Maya 4 on SGI 02 workstations and three Windows 2000 NT stations are the primary animation tools. Two SGI Octanes are used for rendering. Conversion is underway from the SGI to NT platform. The production house also has two Flames and an NT station for After Effects and Combustion.

For a :30 spot for Cox Cable, provider of high speed Internet services and cable, Viewpoint created Desktop Animal, a world of computer mice turned into various animals. Cox was represented with a cheetah, DSL was a zebra and dial-up was an elephant. The 3D characters were based on a print piece. The CG artists made the animals stretchy like silly putty in order to show their movement. The spot aired in Las Vegas and the West Coast. Maya was used for 3D animation, particle systems, rendering, surfacing and lighting. All elements - land, particle systems, characters and background - were created separately and combined in Flame.

EXPERIENCE

Cleber Redondo, president of Clever Image (www.cleberimage.com) in Fairview, N.J., has used various approaches to navigate today's choppy waters. The high-end 3D/compositing shop, which specializes in character animation and tends to do longform projects, hooked up a few years ago with sister company Vetor Zero, the commercial division. Longform series like the three-part The Storyteller Cafe, produced for the Christian Broadcast Network, raise Cleber Redondo's profile. The commercial projects through Vetor Zero raise the revenue. Clever also constantly upgrades its tools and, most importantly, it has learned to streamline the animation production.
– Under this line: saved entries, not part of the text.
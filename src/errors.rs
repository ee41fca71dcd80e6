// Copyright (c) 2025 Erick Bourgeois, firestoned
// SPDX-License-Identifier: MIT

//! Error types for the NFS provisioner.
//!
//! This module provides specialized error types for:
//! - Cluster store operations (get/create/delete/list against the API server)
//! - Volume configuration resolution from `StorageClass` declarations
//! - Hook document parsing and application
//! - Backing resource lifecycle steps
//! - Provision/delete requests coming from the controller
//!
//! "Not found" on delete and "already exists" on create are surfaced as
//! [`StoreError`] variants so callers can treat them as success explicitly.

use std::fmt;
use thiserror::Error;

/// Errors returned by an [`ObjectStore`](crate::store::ObjectStore).
#[derive(Error, Debug)]
pub enum StoreError {
    /// The requested object does not exist (HTTP 404)
    #[error("{kind} '{name}' not found")]
    NotFound {
        /// Kind of the missing object
        kind: String,
        /// Namespaced name of the missing object
        name: String,
    },

    /// An object with the same name already exists (HTTP 409)
    #[error("{kind} '{name}' already exists")]
    AlreadyExists {
        /// Kind of the conflicting object
        kind: String,
        /// Namespaced name of the conflicting object
        name: String,
    },

    /// The object handed to the store has no name
    #[error("{kind} has no name in its metadata")]
    MissingName {
        /// Kind of the nameless object
        kind: String,
    },

    /// Any other Kubernetes API failure (network, permission, conflict)
    #[error("Kubernetes API error: {0}")]
    Api(#[from] kube::Error),

    /// The store refused the operation for a reason other than the API
    #[error("{operation} on {kind} '{name}' failed: {reason}")]
    Unavailable {
        /// Kind of the object
        kind: String,
        /// Namespaced name of the object
        name: String,
        /// Operation that failed (get, create, delete, list, replace)
        operation: String,
        /// Explanation of the failure
        reason: String,
    },
}

impl StoreError {
    /// Whether this error means the object is absent.
    #[must_use]
    pub fn is_not_found(&self) -> bool {
        matches!(self, Self::NotFound { .. })
    }

    /// Whether this error means the object is already present.
    #[must_use]
    pub fn is_already_exists(&self) -> bool {
        matches!(self, Self::AlreadyExists { .. })
    }
}

/// Errors raised while resolving the effective configuration of a volume.
///
/// All of these abort provisioning before any backing resource is created.
#[derive(Error, Debug)]
pub enum ConfigError {
    /// The claim references a `StorageClass` that does not exist
    #[error("StorageClass '{name}' not found")]
    StorageClassNotFound {
        /// Name of the missing class
        name: String,
    },

    /// The claim does not name a `StorageClass` at all
    #[error("claim {claim} has no storage class")]
    MissingStorageClass {
        /// Namespaced name of the claim
        claim: String,
    },

    /// The declared configuration annotation could not be decoded
    #[error("malformed configuration on StorageClass '{class}': {reason}")]
    MalformedClassConfig {
        /// Name of the class carrying the annotation
        class: String,
        /// Decoder error
        reason: String,
    },

    /// A configuration entry holds a value of the wrong shape
    #[error("invalid value for '{key}': {reason}")]
    InvalidValue {
        /// Configuration key
        key: String,
        /// Explanation of what is invalid
        reason: String,
    },

    /// The requested server kind is not implemented
    #[error("unsupported server kind '{kind}'")]
    UnsupportedServerKind {
        /// Requested kind
        kind: String,
    },

    /// Reading the `StorageClass` failed
    #[error(transparent)]
    Store(#[from] StoreError),
}

/// Errors raised by the hook engine.
#[derive(Error, Debug)]
pub enum HookError {
    /// The hook document declares a version this build does not understand
    #[error("unsupported hook document version '{found}' (supported: '{supported}')")]
    UnsupportedVersion {
        /// Version declared by the document
        found: String,
        /// Version understood by this build
        supported: String,
    },

    /// The hook document is not valid YAML or does not match the schema
    #[error("failed to parse hook document: {0}")]
    Parse(#[from] serde_yaml::Error),

    /// The hook document could not be read from disk
    #[error("failed to read hook document '{path}': {source}")]
    Io {
        /// Path of the document
        path: String,
        /// Underlying I/O error
        #[source]
        source: std::io::Error,
    },

    /// A hook configured for one kind was applied to an object of another kind
    #[error("hook target kind mismatch: got {actual}, expected {expected}")]
    KindMismatch {
        /// Kind of the object handed to the engine
        actual: String,
        /// Kind the hook was configured for
        expected: String,
    },
}

/// Individual steps of the backing resource lifecycle.
#[derive(Clone, Copy, Debug, PartialEq, Eq)]
pub enum LifecycleStep {
    CreateBackingClaim,
    CreateServerWorkload,
    CreateServerEndpoint,
    ResolveAddress,
    DeleteServerEndpoint,
    DeleteServerWorkload,
    DeleteBackingClaim,
}

impl fmt::Display for LifecycleStep {
    fn fmt(&self, f: &mut fmt::Formatter<'_>) -> fmt::Result {
        let step = match self {
            Self::CreateBackingClaim => "create backing claim",
            Self::CreateServerWorkload => "create server workload",
            Self::CreateServerEndpoint => "create server endpoint",
            Self::ResolveAddress => "resolve server address",
            Self::DeleteServerEndpoint => "delete server endpoint",
            Self::DeleteServerWorkload => "delete server workload",
            Self::DeleteBackingClaim => "delete backing claim",
        };
        f.write_str(step)
    }
}

/// Underlying cause of a failed lifecycle step.
#[derive(Error, Debug)]
pub enum StepCause {
    #[error(transparent)]
    Store(#[from] StoreError),

    #[error(transparent)]
    Hook(#[from] HookError),

    /// The endpoint exists but the API server has not assigned it an address
    #[error("service has no cluster IP assigned")]
    NoClusterIp,
}

/// A lifecycle step failed; carries the step and the affected volume.
#[derive(Error, Debug)]
#[error("{step} failed for volume '{volume}': {cause}")]
pub struct LifecycleError {
    /// Step that failed
    pub step: LifecycleStep,
    /// Volume identifier being created or deleted
    pub volume: String,
    /// What went wrong
    #[source]
    pub cause: StepCause,
}

impl LifecycleError {
    pub fn new(step: LifecycleStep, volume: &str, cause: impl Into<StepCause>) -> Self {
        Self {
            step,
            volume: volume.to_string(),
            cause: cause.into(),
        }
    }
}

/// Errors returned by the provision and delete entry points.
#[derive(Error, Debug)]
pub enum ProvisionError {
    /// The claim asks for something this provisioner does not support
    #[error("unsupported claim {claim}: {reason}")]
    UnsupportedClaim {
        /// Namespaced name of the claim
        claim: String,
        /// What is unsupported
        reason: String,
    },

    /// The volume handed to delete was not produced by this provisioner
    #[error("invalid volume '{volume}': {reason}")]
    InvalidVolume {
        /// Name of the volume
        volume: String,
        /// Why it cannot be handled
        reason: String,
    },

    #[error(transparent)]
    Config(#[from] ConfigError),

    #[error(transparent)]
    Lifecycle(#[from] LifecycleError),

    #[error(transparent)]
    Hook(#[from] HookError),

    #[error(transparent)]
    Store(#[from] StoreError),
}

#[cfg(test)]
#[path = "errors_tests.rs"]
mod errors_tests;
The final 1/2-hour episode of The Storyteller Cafe will air this month. Previous episodes were broadcast at Thanksgiving and the Christmas prior to that. Initially, the client brought 2D characters to Redondo and contracted him to turn it all into a 3D series. The animators have learned from their mistakes. The first episode had a five-month turnaround and characters had to be created from scratch. It used Viewpoint Data Labs to help build the characters but by the third show had rebuilt and redesigned much of it. There are 400 different set-ups for the lights alone, but by that final show the process was much easier.

"We deal with 35 characters," says Redondo. "The problem is the crowd scenes. The way we come up with the solution is we do tons of passes. In a scene we have five to six characters, they're all animated separately and then we composite them together again. This is the thing we didn't do in the past, we tried to render it together. This speeds it up. Now we've built an NT farm which is pumping day and night. This way the renders never get delayed. The studio has NT and Linux renderfarms, with 20 dual processors bought and built from scratch. Proprietary software helps manage workflow for keyframing, animation and pipelines for composites and rendering. Discreet Combustion and Flame on SGI Octanes are used for compositing.

"The problem is a lot of work and the prices just going down, down," says Redondo. "It's a Catch 22 how we handle demand and dropping prices. The demand is a problem but so is the speed. If they want the shows done quickly it costs a lot of money. The most costly part on the show is the manpower. We try to overlap. It takes longer but after six to seven months we have three shows done. As incredible as it sounds, the renders always catch up."